South Australia is gearing up for a new phase of rebellion in its consumer markets with researchers telling companies to work on their greener credentials to attract the more discerning customers.

Leading market research company Colmar Brunton claims its well-respected Millennium Monitor is showing national sentiment is shifting from its current conformity era to this new phase, rebellion.

“Our research is showing we’re now seeing a shift toward rebellion, we haven’t seen this since the ‘60s and ‘70s,” Colmar Brunton’s general manager in SA, Sarah Zanker, says.

“People are still feeling pessimistic but they are starting to think about what they can do to make this world a better place.

“We will see movements where people will stand up to inequities in the world, there will be more people talking about the gap between the rich and the poor, and of course the state of the environment.”

Sarah says the national company’s unique social trends monitor was reliably developed 20 years ago and provides big picture research to those wanting to be ahead of the curve for their brands and organisations. The research is focused on the social mood of Australians and the company uses it to map the cycles influencing people’s behaviour.

Sarah says the impact of the Global Financial Crisis affected consumer mood and this triggered the current conformity era.

The conformity era saw branding changed to meet a new demand for more natural products and ‘no nasties’ messaging emerged around nurturing and protecting consumers. The era triggered successful farmers’ markets and paddock to plate movements.

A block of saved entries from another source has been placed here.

//! List edits between two displayed snapshots
//!
//! Displayed positions are stable: dependency changes only add or remove
//! rows, they never reorder them. So the diff is a tail insert or tail
//! remove, plus a rebind of every overlapping row. Rows are always rebound
//! even when their contents look the same, since a renderer may hold
//! callbacks bound to the previous value.

use serde::Serialize;
use std::fmt;
use tracing::{debug, info};

use crate::error::StoreError;
use crate::preference::{Preference, PreferenceGroup};
use crate::store::{PreferenceStore, StoreEditor};

/// One operation for a list renderer
#[derive(Debug, Clone, Copy, PartialEq, Eq, Serialize)]
#[serde(tag = "edit", rename_all = "snake_case")]
pub enum ListEdit {
    Inserted { position: usize, count: usize },
    Removed { position: usize, count: usize },
    Changed { position: usize, count: usize },
}

impl fmt::Display for ListEdit {
    fn fmt(&self, f: &mut fmt::Formatter<'_>) -> fmt::Result {
        let (label, position, count) = match *self {
            ListEdit::Inserted { position, count } => ("insert", position, count),
            ListEdit::Removed { position, count } => ("remove", position, count),
            ListEdit::Changed { position, count } => ("rebind", position, count),
        };
        if count == 1 {
            write!(f, "{label} {position}")
        } else {
            write!(f, "{label} {}-{}", position, position + count - 1)
        }
    }
}

#[derive(Debug, Clone, PartialEq, Eq, Serialize)]
pub struct ListDiff {
    pub old_len: usize,
    pub new_len: usize,
    pub edits: Vec<ListEdit>,
}

impl ListDiff {
    pub fn is_empty(&self) -> bool {
        self.edits.is_empty()
    }

    /// Total rows touched by each kind of edit: (inserted, removed, changed)
    pub fn counts(&self) -> (usize, usize, usize) {
        self.edits
            .iter()
            .fold((0, 0, 0), |(inserted, removed, changed), edit| match *edit {
                ListEdit::Inserted { count, .. } => (inserted + count, removed, changed),
                ListEdit::Removed { count, .. } => (inserted, removed + count, changed),
                ListEdit::Changed { count, .. } => (inserted, removed, changed + count),
            })
    }
}

/// Edits turning `old` into `new`
pub fn diff(old: &[Preference], new: &[Preference]) -> ListDiff {
    let overlap = old.len().min(new.len());
    let mut edits = Vec::with_capacity(2);

    if new.len() > old.len() {
        edits.push(ListEdit::Inserted {
            position: old.len(),
            count: new.len() - old.len(),
        });
    } else if new.len() < old.len() {
        edits.push(ListEdit::Removed {
            position: new.len(),
            count: old.len() - new.len(),
        });
    }

    if overlap > 0 {
        edits.push(ListEdit::Changed {
            position: 0,
            count: overlap,
        });
    }

    let (same_rows, same_contents) = old
        .iter()
        .zip(new)
        .fold((0, 0), |(rows, contents), (a, b)| {
            let same_row = a.same_object(b);
            (
                rows + usize::from(same_row),
                contents + usize::from(same_row && a.same_contents(b)),
            )
        });
    debug!(
        old = old.len(),
        new = new.len(),
        same_rows,
        unchanged = same_contents,
        "Computed list diff"
    );

    ListDiff {
        old_len: old.len(),
        new_len: new.len(),
        edits,
    }
}

/// A group together with the snapshot a renderer last displayed
#[derive(Debug, Clone, Default)]
pub struct DisplayedList {
    group: PreferenceGroup,
    displayed: Vec<Preference>,
}

impl DisplayedList {
    pub fn new() -> Self {
        Self::default()
    }

    pub fn group(&self) -> &PreferenceGroup {
        &self.group
    }

    pub fn into_group(self) -> PreferenceGroup {
        self.group
    }

    pub fn displayed(&self) -> &[Preference] {
        &self.displayed
    }

    pub fn len(&self) -> usize {
        self.displayed.len()
    }

    pub fn is_empty(&self) -> bool {
        self.displayed.is_empty()
    }

    pub fn get(&self, position: usize) -> Option<&Preference> {
        self.displayed.get(position)
    }

    /// Show a new tree, replacing whatever was displayed
    pub fn set_group(&mut self, mut group: PreferenceGroup) -> ListDiff {
        group.update_dependencies();
        self.group = group;
        self.refresh()
    }

    /// Apply an edited copy of a preference. `None` when the key is unknown.
    pub fn notify_update(&mut self, updated: Preference) -> Option<ListDiff> {
        self.group.notify_update(updated)?;
        Some(self.refresh())
    }

    /// Dismiss the message shown at `position` and persist that.
    /// `Ok(None)` when there is nothing dismissible there.
    pub fn dismiss(
        &mut self,
        position: usize,
        store: &mut dyn PreferenceStore,
    ) -> Result<Option<ListDiff>, StoreError> {
        let Some(mut pref) = self.displayed.get(position).cloned() else {
            debug!(position, displayed = self.displayed.len(), "Dismiss position out of range");
            return Ok(None);
        };
        if !pref.dismiss() {
            return Ok(None);
        }

        let mut editor = StoreEditor::new();
        pref.save(&mut editor);
        store.commit(editor)?;

        info!(key = %pref.key, position, "Dismissed message");
        Ok(self.notify_update(pref))
    }

    fn refresh(&mut self) -> ListDiff {
        let next = self.group.displayable_snapshot();
        let edits = diff(&self.displayed, &next);
        self.displayed = next;
        edits
    }
}

#[cfg(test)]
mod tests {
    use super::*;
    use crate::preference::{BooleanPreference, Dependency, MessagePreference, PreferenceKind};
    use crate::store::MemoryStore;

    fn simple(count: usize) -> Vec<Preference> {
        (0..count)
            .map(|index| Preference::new(format!("item_{index}"), PreferenceKind::Simple))
            .collect()
    }

    fn boolean(key: &str, checked: bool) -> Preference {
        Preference::new(key, PreferenceKind::Boolean(BooleanPreference::new(checked)))
    }

    #[test]
    fn test_growing_list_inserts_at_tail() {
        let result = diff(&simple(3), &simple(5));
        assert_eq!(
            result.edits,
            vec![
                ListEdit::Inserted { position: 3, count: 2 },
                ListEdit::Changed { position: 0, count: 3 },
            ]
        );
        assert_eq!(result.counts(), (2, 0, 3));
    }

    #[test]
    fn test_shrinking_list_removes_at_tail() {
        let result = diff(&simple(5), &simple(3));
        assert_eq!(
            result.edits,
            vec![
                ListEdit::Removed { position: 3, count: 2 },
                ListEdit::Changed { position: 0, count: 3 },
            ]
        );
    }

    #[test]
    fn test_equal_sizes_rebind_everything() {
        let result = diff(&simple(4), &simple(4));
        assert_eq!(result.edits, vec![ListEdit::Changed { position: 0, count: 4 }]);
    }

    #[test]
    fn test_empty_lists() {
        assert!(diff(&[], &[]).is_empty());
        assert_eq!(
            diff(&[], &simple(2)).edits,
            vec![ListEdit::Inserted { position: 0, count: 2 }]
        );
    }

    #[test]
    fn test_edit_display() {
        assert_eq!(ListEdit::Inserted { position: 3, count: 2 }.to_string(), "insert 3-4");
        assert_eq!(ListEdit::Changed { position: 0, count: 1 }.to_string(), "rebind 0");
    }

    fn dependent_group() -> PreferenceGroup {
        let mut detail = Preference::new("detail", PreferenceKind::Simple);
        detail.dependency = Dependency::parse("master == true");
        let mut group = PreferenceGroup::new("prefs");
        group.set_preferences(vec![boolean("master", false), detail]);
        group
    }

    #[test]
    fn test_displayed_list_tracks_dependency_changes() {
        let mut list = DisplayedList::new();
        let initial = list.set_group(dependent_group());
        assert_eq!(initial.edits, vec![ListEdit::Inserted { position: 0, count: 1 }]);

        let shown = list.notify_update(boolean("master", true)).unwrap();
        assert_eq!(shown.new_len, 2);
        assert_eq!(list.get(1).map(|pref| pref.key.as_str()), Some("detail"));

        let hidden = list.notify_update(boolean("master", false)).unwrap();
        assert_eq!(hidden.edits[0], ListEdit::Removed { position: 1, count: 1 });

        assert!(list.notify_update(boolean("unknown", true)).is_none());
    }

    #[test]
    fn test_dismiss_message() {
        let mut group = PreferenceGroup::new("prefs");
        group.set_preferences(vec![
            Preference::new("welcome", PreferenceKind::Message(MessagePreference::new(true))),
            Preference::new("footer", PreferenceKind::Simple),
        ]);
        let mut list = DisplayedList::new();
        list.set_group(group);
        let mut store = MemoryStore::new();

        // not a message
        assert!(list.dismiss(1, &mut store).unwrap().is_none());
        assert!(list.dismiss(9, &mut store).unwrap().is_none());

        let result = list.dismiss(0, &mut store).unwrap().unwrap();
        assert_eq!(result.edits[0], ListEdit::Removed { position: 1, count: 1 });
        assert_eq!(list.get(0).map(|pref| pref.key.as_str()), Some("footer"));
        assert!(store.get_bool("welcome_dismissed", false));
    }
}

It was preceded by the power era of the ‘80s and ‘90s where it was all about bigger and better, then the enjoyment era of the early 2000s where people wanted to have a great time and live life to the fullest.

Colmar Brunton’ Millennium Monitor.

“Millennials are leading the rebellion, and within about five years the number of people seeking sustainability will grow,” Sarah says.

“We’ll see trends towards less waste, greater movements for business sustainability, consumers are going to demand more transparency.

“In terms of employment, people will be looking to work for organisations that do things sustainably and are aware of their impact on the environment.”

She also believes the era will lead to a move toward greater customisation of services where consumers want more personalisation, to have services and products unique to their needs.

There is already one shampoo company servicing the new demand by giving consumers the option online to buy a product where they can choose their own scent level, bottle colour and what they want the shampoo to do for their hair.

Workers also will be craving greater flexibility, Sarah says, with a new wave of “slashies” in the workforce, ones able to be for example a writer, photographer and something else all at the same time.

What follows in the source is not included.